Mi riferisco in particolare alle opere che Clayton
Rawson firmò con lo pseudonimo di Stuart Towne: le due raccolte di racconti Death Out of Thin Air e Death
from Nowhere, che hanno rivestito per i molti aficionados del delitto impossibile, un alone quasi
leggendario dal tempo della loro pubblicazione, e che sono state ripubblicate in ebook da mysteriouspress qualche anno fa ( http://mysteriouspress.com ). Tuttavia tanti anni fa mi fu rivelato – molto prima
della gestione Altieri – che ci fu la possibilità che gran parte dei racconti
di Rawson venissero pubblicati, ma ahimè uno dei consulenti allora esistenti
stroncò le opere e da allora non si è più pensato ad esse; anche perché
esisteva un meccanismo – mi dissero – per cui, una volta ricevuto un giudizio
negativo, per cambiarlo e riprendere in mano l’opera, sarebbe dovuto passare
del tempo. Ora che questo sia vero o non, non è importante; quello che invece
mi sembra doveroso sottolineare è che un modo di procedere siffatto mi sembra
alquanto singolare: uno legge un’opera e sulla base di quello che argomenta
l’opera viene accettata o meno. A parte che si accetta un giudizio come se esso
fosse verità colata dalla bocca di un dio, è anche inconsueto che un giudizio
puramente soggettivo si trasformi istantaneamente in oggettivo, e non invece
sottoposto ad un contraddittorio. Altri avrebbero potuto avere una opinione
diversa da chi l’aveva bollata come non presentabile in una pubblicazione: come possiamo infatti essere perfettamente
sicuri che quel giudizio così stroncatorio non fosse viziato da una qualche
riserva di gusto? Fatto sta che piangere sul latte versato è inutile, e allora
sarebbe meglio almeno procurarsi quelli di Rawson, tra i racconti con Merlini,
che siano stati pubblicati da Mondadori. In passato ho introdotto “From Another World”, oggi invece parlo
di “Nothing Is Impossible”, tradotto
e pubblicato in Italia come Merlini e gli
extraterrestri.
Albert North è stato un pioniere dell’industria
aeronautica ma gli anni sono passati, si è scocciato di occuparsi di commesse
per l’aviazione e si vuole ritirare a vita privata: così si è riservata la
carica di Presidente del Consiglio di Amministrazione, lasciando al genero
Charles Kane la direzione della baracca.
Una volta ritiratosi cerca di passare il tempo, e
così prima costruisce modellini di aerei, poi comincia ad occuparsi di UFO. E
lo fa alla grande, impiegando energie non solo fisiche ma anche economiche.
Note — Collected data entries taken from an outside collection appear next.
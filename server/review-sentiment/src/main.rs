//! Binary entrypoint for the review sentiment service.

use std::net::SocketAddr;
use std::sync::Arc;
use tokio::signal;
use tracing::{info, warn};

use review_sentiment::{telemetry, AppState, Settings};

#[tokio::main]
async fn main() -> Result<(), Box<dyn std::error::Error>> {
  telemetry::init_tracing();

  let settings = Settings::from_env()?;
  let addr = SocketAddr::new(settings.bind_addr, settings.port);
  let state = Arc::new(AppState::new(settings));
  let app = review_sentiment::router(state);

  let listener = tokio::net::TcpListener::bind(addr).await?;
  info!("review-sentiment listening on http://{}", listener.local_addr()?);
  info!("  - GET  /              (upload page)");
  info!("  - POST /              (multipart upload, HTML results)");
  info!("  - POST /api/analyze   (raw upload, JSON report)");
  info!("  - POST /api/annotate  (raw upload, annotated file)");

  axum::serve(listener, app)
    .with_graceful_shutdown(shutdown_signal())
    .await?;

  info!("server shutdown complete");
  Ok(())
}

/// Wait for SIGTERM or Ctrl+C.
async fn shutdown_signal() {
  let ctrl_c = async {
    if let Err(e) = signal::ctrl_c().await {
      warn!("failed to install Ctrl+C handler: {}", e);
      std::future::pending::<()>().await;
    }
  };

  #[cfg(unix)]
  let terminate = async {
    match signal::unix::signal(signal::unix::SignalKind::terminate()) {
      Ok(mut s) => {
        s.recv().await;
      }
      Err(e) => {
        warn!("failed to install SIGTERM handler: {}", e);
        std::future::pending::<()>().await;
      }
    }
  };

  #[cfg(not(unix))]
  let terminate = std::future::pending::<()>();

  tokio::select! {
    () = ctrl_c => info!("received SIGINT, shutting down"),
    () = terminate => info!("received SIGTERM, shutting down"),
  }
}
Cosa che non è digerita dal genero, che osteggia queste pratiche che tolgono
risorse anche importanti alla loro impresa.
Ross Harte, giornalista amico di Merlini, lo va a
trovare presso il suo negozio per avere un parere, proprio in merito alla
materia dei dischi volanti e del perché pare egli venga pedinato. E’ stato
inviato dal giornale proprio ad intervistare Albert North, e chiede a Merlini
di accompagnarlo, in quanto è l’esperto di cose impossibili. A casa North fanno
conoscenza dapprima con Kane, poi con lo stesso North (che sul più bello è
disturbato proprio da Kane con cui poco prima ha avuto un battibecco, per via
della firma di certe commesse governative), poi infine con Anne, la segretaria
maggiorata dello stesso North, che si dimostra però molto più intelligente ed
informata delle attività del suo principale di quanto ci si potesse attendere
prima, dopo averla vista muovere le gambe. Li informa su certe richerche
fanta-archeologiche che North sta svolgendo con un certo Professor Price, un
sedicente archeologo dell’Università della California, che avrebbe
testimonianze certe di un atterraggio alieno nel deserto e di certi geroglifici
di provenienza extraterrestre impressi a fuoco sulla roccia.
Mentre li sta edocendo su tali e altre attività, i
tre sentono un colpo di pistola provenire dallo studio. Provano a entrare ma la
porta è bloccata dall’interno, e deve merlini sbloccare la serratura facendo
ricorso ad una serie di grimaldelli. Quando la schiudono si trovano dinanzi uno
spettacolo tremendo: North è prono sulla scrivania, seduto e morto, mentre il
genero è disteso per terra, con gli abiti meticolosamente ripiegati dopo essere
stati abbottonati e infilati gli uni negli altri: la maglia intima nella
camicia e questa nella giacca, le mutande nei pantaloni, le calze nelle scarpe.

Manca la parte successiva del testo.